The Maccabees are celebrating their reunion by re-releasing two of their albums: ‘Colour It In’ and ‘Given To The Wild’. Check out the details below.
It comes as the indie band recently reunited for a huge show at this year’s edition of Glastonbury, and are also gearing up to headline All Points East later this summer.
The band broke up in 2017 but announced their return last October. They played their first gig back on June 20 at London’s The Dome for a charity gig in aid of MS Society.
To celebrate the reunion, they have now confirmed that both their debut album and their third album will be reissued in new variants. The first is 2007’s ‘Colour It In’ – the band that put The Maccabees on the map and saw them establish themselves with a blend of art-rock and classic indie-pop.

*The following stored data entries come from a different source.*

//! Simulation constants and tuning parameters.

/// Nominal update rate of a real-time driver (Hz).
pub const TICK_RATE: u32 = 30;

/// Seconds per tick at the nominal rate.
pub const DT: f64 = 1.0 / TICK_RATE as f64;

/// Upper bound for the user-settable simulation speed multiplier.
pub const MAX_SIMULATION_SPEED: f64 = 10.0;

// --- Phase ranges (documented defaults) ---

pub const DEFAULT_TRACING_RANGE: f64 = 80.0;
pub const DEFAULT_WARNING_RANGE: f64 = 50.0;
pub const DEFAULT_DESTROY_RANGE: f64 = 30.0;

/// Radius around the defended point inside which an engaged threat is
/// forcibly destroyed (counted as a miss).
pub const DEFAULT_DEFENDED_RADIUS: f64 = 2.0;

// --- World bounds ---

/// Distance from the origin beyond which a threat has escaped.
pub const DEFAULT_ESCAPE_RADIUS: f64 = 1000.0;

/// Distance to its aim point at which a threat counts as arrived.
pub const DEFAULT_AIM_EPSILON: f64 = 1.0;

// --- Geometry guards ---

/// Below this distance to the aim point, patterned motion reverts to straight.
pub const PATTERN_MIN_AIM_DISTANCE: f64 = 0.1;

/// Minimum length of `forward x up` before falling back to the alternate axis.
pub const PERPENDICULAR_MIN_LENGTH: f64 = 0.1;

/// Interceptors closer than this to their target hold still.
pub const GUIDANCE_MIN_RANGE: f64 = 0.1;

/// Minimum closing speed for predictive (lead) guidance.
pub const GUIDANCE_MIN_CLOSING_SPEED: f64 = 0.1;

// --- Spawning (documented defaults) ---

pub const SPAWN_RING_MIN_RADIUS: f64 = 60.0;
pub const SPAWN_RING_MAX_RADIUS: f64 = 90.0;
pub const SPAWN_MIN_HEIGHT: f64 = 10.0;
pub const SPAWN_MAX_HEIGHT: f64 = 25.0;

/// Half-width of the square jitter applied to each threat's aim point.
pub const SPAWN_AIM_JITTER: f64 = 5.0;

pub const MISSILE_SPEED_FACTOR: f64 = 3.0;
pub const DRONE_SPEED_FACTOR: f64 = 2.0;

/// Seed offset between consecutive spawns: spawn `i` is seeded `seed + i * stride`.
pub const SPAWN_SEED_STRIDE: u64 = 1000;

pub const DEFAULT_MAX_CONCURRENT_THREATS: u32 = 10;

/// Legacy spawn interval (seconds). Advisory only.
pub const DEFAULT_SPAWN_INTERVAL: f64 = 3.0;

// --- Telemetry ---

/// Simulated seconds between scan-throughput recomputations.
pub const DEFAULT_SCAN_INTERVAL: f64 = 0.1;

/// CPU heuristic load factors per live entity.
pub const CPU_LOAD_PER_THREAT: f64 = 0.05;
pub const CPU_LOAD_PER_INTERCEPTOR: f64 = 0.02;

/// Absolute jitter (percentage points) added to the CPU heuristic.
pub const CPU_JITTER: f64 = 2.0;

pub const CPU_MIN_RUNNING: f64 = 10.0;
pub const CPU_MAX: f64 = 100.0;

/// Relative jitter applied to detections per scan.
pub const DETECTION_JITTER: f64 = 0.2;
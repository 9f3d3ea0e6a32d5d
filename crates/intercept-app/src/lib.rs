//! Headless comparison runner for the interception simulator.
//!
//! Wires configuration loading, logging, the two-engine comparison loop and
//! metrics export together for the `intercept` binary.

pub mod comparison;
pub mod config_file;
pub mod export;
pub mod logging;

pub use intercept_sim::core;
//! Log subscriber setup for the binary.
//!
//! Library crates only emit `tracing` events; this is the one place a
//! subscriber gets installed. `RUST_LOG` wins over the `--log-level` flag.

use anyhow::Context;
use tracing_subscriber::{fmt, layer::SubscriberExt, util::SubscriberInitExt, EnvFilter, Registry};

/// Filter from `RUST_LOG`, falling back to `level`.
pub fn env_filter(level: &str) -> anyhow::Result<EnvFilter> {
    match EnvFilter::try_from_default_env() {
        Ok(filter) => Ok(filter),
        Err(_) => EnvFilter::try_new(level).with_context(|| format!("invalid log level '{level}'")),
    }
}

/// Install a compact stderr subscriber. Stdout stays free for the summary.
pub fn init(level: &str) -> anyhow::Result<()> {
    Registry::default()
        .with(env_filter(level)?)
        .with(
            fmt::layer()
                .with_writer(std::io::stderr)
                .with_target(true)
                .compact(),
        )
        .try_init()
        .context("failed to install log subscriber")
}
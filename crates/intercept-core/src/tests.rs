#[cfg(test)]
mod tests {
    use crate::components::PositionHistory;
    use crate::config::*;
    use crate::enums::*;
    use crate::events::SimEvent;
    use crate::state::StatisticsSnapshot;
    use crate::types::{PhaseTable, Position, SimTime, Velocity};

    #[test]
    fn test_phase_ordering() {
        assert!(ThreatPhase::Tracing < ThreatPhase::Warning);
        assert!(ThreatPhase::Warning < ThreatPhase::Destroy);
        assert_eq!(
            ThreatPhase::Warning.max(ThreatPhase::Tracing),
            ThreatPhase::Warning
        );
        assert_eq!(ThreatPhase::default(), ThreatPhase::Tracing);
    }

    /// The short aliases from older config files still parse.
    #[test]
    fn test_algorithm_aliases() {
        let old: Algorithm = serde_json::from_str("\"old\"").unwrap();
        let new: Algorithm = serde_json::from_str("\"new\"").unwrap();
        assert_eq!(old, Algorithm::Conventional);
        assert_eq!(new, Algorithm::LowLatency);
        assert_eq!(
            serde_json::to_string(&Algorithm::LowLatency).unwrap(),
            "\"low_latency\""
        );
    }

    #[test]
    fn test_enum_from_str() {
        assert_eq!("ZigZag".parse::<MotionPattern>().unwrap(), MotionPattern::Zigzag);
        assert_eq!("drones".parse::<ThreatClass>().unwrap(), ThreatClass::Drone);
        assert_eq!("wave".parse::<Scenario>().unwrap(), Scenario::Wave);

        let err = "loop".parse::<MotionPattern>().unwrap_err();
        assert_eq!(err.value, "loop");
        assert!(err.to_string().contains("straight"));
    }

    #[test]
    fn test_default_config_is_valid() {
        SimConfig::default().validate().unwrap();
        PolicyConfig::conventional().validate().unwrap();
        PolicyConfig::low_latency().validate().unwrap();
    }

    #[test]
    fn test_range_order_rejected() {
        let mut config = SimConfig::default();
        config.ranges.warning_range = 20.0;
        config.ranges.destroy_range = 30.0;
        match config.validate() {
            Err(ConfigError::RangeOrder { outer, inner, .. }) => {
                assert_eq!(outer, "warning_range");
                assert_eq!(inner, "destroy_range");
            }
            other => panic!("expected RangeOrder, got {other:?}"),
        }
    }

    #[test]
    fn test_non_positive_rejected() {
        let mut config = SimConfig::default();
        config.default_speed = 0.0;
        assert!(matches!(
            config.validate(),
            Err(ConfigError::NotPositive {
                field: "default_speed",
                ..
            })
        ));

        let mut config = SimConfig::default();
        config.ranges.success_threshold = f64::NAN;
        assert!(config.validate().is_err());
    }

    #[test]
    fn test_policy_validation() {
        let mut policy = PolicyConfig::conventional();
        policy.launch_success_rate = 1.5;
        assert!(matches!(
            policy.validate(),
            Err(ConfigError::NotProbability { .. })
        ));

        let mut policy = PolicyConfig::low_latency();
        policy.max_decisions_per_tick = Some(0);
        assert!(matches!(policy.validate(), Err(ConfigError::Zero { .. })));

        let mut policy = PolicyConfig::low_latency();
        policy.processing_delays.destroy = -0.1;
        assert!(matches!(policy.validate(), Err(ConfigError::Negative { .. })));
    }

    /// Phase ranges fall back to documented defaults when omitted.
    #[test]
    fn test_config_json_defaults() {
        let json = r#"{
            "detection_range": 100.0,
            "success_threshold": 2.0,
            "default_speed": 5.0,
            "interceptor_speed_multiplier": 4.0,
            "default_threat_count": 3,
            "trail_length": 10
        }"#;
        let config: SimConfig = serde_json::from_str(json).unwrap();
        assert_eq!(config.ranges.tracing_range, 80.0);
        assert_eq!(config.ranges.warning_range, 50.0);
        assert_eq!(config.ranges.destroy_range, 30.0);
        assert_eq!(config.ranges.defended_radius, 2.0);
        assert_eq!(config.spawn, SpawnConfig::default());
        config.validate().unwrap();
    }

    #[test]
    fn test_config_json_missing_required() {
        let json = r#"{ "detection_range": 100.0, "default_speed": 5.0 }"#;
        assert!(serde_json::from_str::<SimConfig>(json).is_err());
    }

    #[test]
    fn test_policy_json() {
        let json = r#"{
            "algorithm": "old",
            "processing_delays": { "tracing": 0.5, "warning": 0.8, "destroy": 1.2 },
            "max_decisions_per_tick": 1,
            "success_rate": 0.85,
            "interceptor_speed_factor": 1.0,
            "cpu_overhead": 0.45,
            "threat_limit": 15,
            "scan_cost": { "model": "linear", "per_detection_ms": 0.05,
                           "jitter": 0.05, "min_ms": 0.1, "max_ms": 50.0 }
        }"#;
        let policy: PolicyConfig = serde_json::from_str(json).unwrap();
        assert_eq!(policy.algorithm, Algorithm::Conventional);
        assert_eq!(policy.launch_success_rate, 0.85);
        assert!((policy.scan_cost.nominal_cost_ms(10) - 0.5).abs() < 1e-12);
        policy.validate().unwrap();
    }

    #[test]
    fn test_scan_cost_models() {
        let superlinear = PolicyConfig::conventional().scan_cost;
        // 50 * 4^1.5 / 10 = 40
        assert!((superlinear.nominal_cost_ms(4) - 40.0).abs() < 1e-9);
        assert_eq!(superlinear.bounds_ms(), (100.0, 30_000.0));

        let linear = PolicyConfig::low_latency().scan_cost;
        assert!((linear.nominal_cost_ms(100) - 5.0).abs() < 1e-9);
        assert_eq!(linear.nominal_cost_ms(0), 0.0);
    }

    #[test]
    fn test_presets_differ() {
        let old = PolicyConfig::preset(Algorithm::Conventional);
        let new = PolicyConfig::preset(Algorithm::LowLatency);
        assert!(old.processing_delays.destroy > new.processing_delays.destroy);
        assert_eq!(old.max_decisions_per_tick, Some(1));
        assert_eq!(new.max_decisions_per_tick, None);
        assert!(new.interceptor_speed_factor > old.interceptor_speed_factor);
        assert!(new.threat_limit > old.threat_limit);
    }

    #[test]
    fn test_phase_table_access() {
        let mut table = PhaseTable::new(1.0, 2.0, 3.0);
        *table.get_mut(ThreatPhase::Warning) += 10.0;
        assert_eq!(*table.get(ThreatPhase::Warning), 12.0);

        let doubled = table.map(|v| v * 2.0);
        assert_eq!(doubled.destroy, 6.0);

        let phases: Vec<_> = table.iter().map(|(phase, _)| phase).collect();
        assert_eq!(phases, ThreatPhase::ALL.to_vec());
    }

    #[test]
    fn test_position_history_capacity() {
        let mut history = PositionHistory::new(3);
        for i in 0..5 {
            history.push(Position::new(i as f64, 0.0, 0.0));
        }
        assert_eq!(history.positions.len(), 3);
        assert_eq!(history.positions.front().unwrap().x, 2.0);
        assert_eq!(history.positions.back().unwrap().x, 4.0);

        let mut none = PositionHistory::new(0);
        none.push(Position::default());
        assert!(none.positions.is_empty());
    }

    #[test]
    fn test_event_serde() {
        let event = SimEvent::Intercepted {
            serial: 7,
            position: Position::new(1.0, 2.0, 3.0),
            flight_secs: 1.25,
        };
        let json = serde_json::to_string(&event).unwrap();
        assert!(json.contains("\"type\":\"Intercepted\""));
        let back: SimEvent = serde_json::from_str(&json).unwrap();
        assert_eq!(event, back);
    }

    #[test]
    fn test_snapshot_serde() {
        let snapshot = StatisticsSnapshot::default();
        let json = serde_json::to_string(&snapshot).unwrap();
        let back: StatisticsSnapshot = serde_json::from_str(&json).unwrap();
        assert_eq!(back.threats_spawned, 0);
        assert_eq!(back.success_rate, 0.0);
        assert_eq!(back.algorithm, Algorithm::Conventional);
    }

    /// Verify Position geometry calculations.
    #[test]
    fn test_position_range() {
        let a = Position::new(0.0, 0.0, 0.0);
        let b = Position::new(3.0, 4.0, 12.0);
        assert!((a.range_to(&b) - 13.0).abs() < 1e-10);
        assert!((a.horizontal_range_to(&b) - 5.0).abs() < 1e-10);
        assert!((b.magnitude() - 13.0).abs() < 1e-10);
    }

    #[test]
    fn test_position_advance() {
        let mut p = Position::new(1.0, 1.0, 1.0);
        p.advance(&Velocity::new(2.0, -4.0, 0.0), 0.5);
        assert_eq!(p, Position::new(2.0, -1.0, 1.0));
    }

    #[test]
    fn test_velocity_speed() {
        let v = Velocity::new(3.0, 4.0, 0.0);
        assert!((v.speed() - 5.0).abs() < 1e-10);
        assert_eq!(Velocity::zero().speed(), 0.0);
    }

    #[test]
    fn test_sim_time_advance() {
        let mut time = SimTime::default();
        for _ in 0..20 {
            time.advance(0.05);
        }
        assert_eq!(time.tick, 20);
        assert!((time.elapsed_secs - 1.0).abs() < 1e-10);
    }
}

It featured their chart breakthrough ‘First Love’ and the live staple ‘Precious Time’, as well as fan favourites ‘Toothpaste Kisses’ and ‘Latchmere’. For 2025, it will be pressed on a two-sided zoetrope vinyl that was designed in collaboration with singer Orlando Weeks. It features the original tracklist, alongside the seven bonus tracks that were added to the Special Edition in 2008 – one of which is their take on Richard Hawley’s ‘Just Like The Rain’.
For their third album, 2012’s ‘Given To The Wild’, the band had evolved sonically and were exploring new genre touchpoints. It saw them take home an Ivor Novello for ‘Pelican’ and also helped them secure both their first UK Top Five album and a Mercury Prize nomination.
The new edition of the record will be pressed on double orange translucent vinyl, complete with new gatefold packaging. It is the first vinyl press since the original run sold-out shortly after the 2012 release, and before now, secondhand copies had been selling for up to £190.
“One of the things we are most proud of in the history of our music is how different each Maccabees album is,” guitarist Felix White said. “‘Colour It In’ was full of songs we had built as teenagers: the sound of a band racing each other to the finish line, all the attention on manic playing together in a room, with almost no effects.
“‘Given To The Wild’ is almost the exact opposite: all about atmosphere, limitless layers and reaching for beauty. It’s the sound of two completely different bands, but somehow, with perspective, both are as ‘Maccabees’ as each other. I love that.”
Both vinyl rereleases are out on August 22 and available for pre-order here.
For their Glasto set, NME performed a full five stars and praised it as “their most euphoric show to date”.
“It’s only when finale ‘Pelican’ rolls around that the bliss that covers The Park stage starts to slowly fade,” it read. “It feels too soon for The Maccabees to be leaving after living without them for so long, but the hour they spend on stage is perfect and not to be taken for granted.
“Now, their reunion rolls on to more UK dates and their big day out at All Points East. Start praying now that they decide to continue beyond that, too.”
Weeks and White also shared how they were feeling with NME before the show.
“I don’t know about on the larger scale, but it’s the first time my son’s going to see me sing, on a stage anyway. So that’s exciting for me,” Weeks said. “We’ve been on tour in the last week, just some shows in northern Europe and it’s been so good, I think. Also Glastonbury is such another world that it feels like you don’t have to connect it too much to anything else. It can just be this standalone, bizarre moment.”
White added: “That’s really true. I think we just feel like we want to really appreciate what it is – not that we didn’t before, but it just feels like it’s not a given. So we’re just going to try and really grasp it and live inside it.”
The Maccabees were joined onstage at Glastonbury 2025 by Florence Welch, who provided guest vocals on ‘Love You Better’ before performing Florence + The Machine‘s ‘Dog Days Are Over’.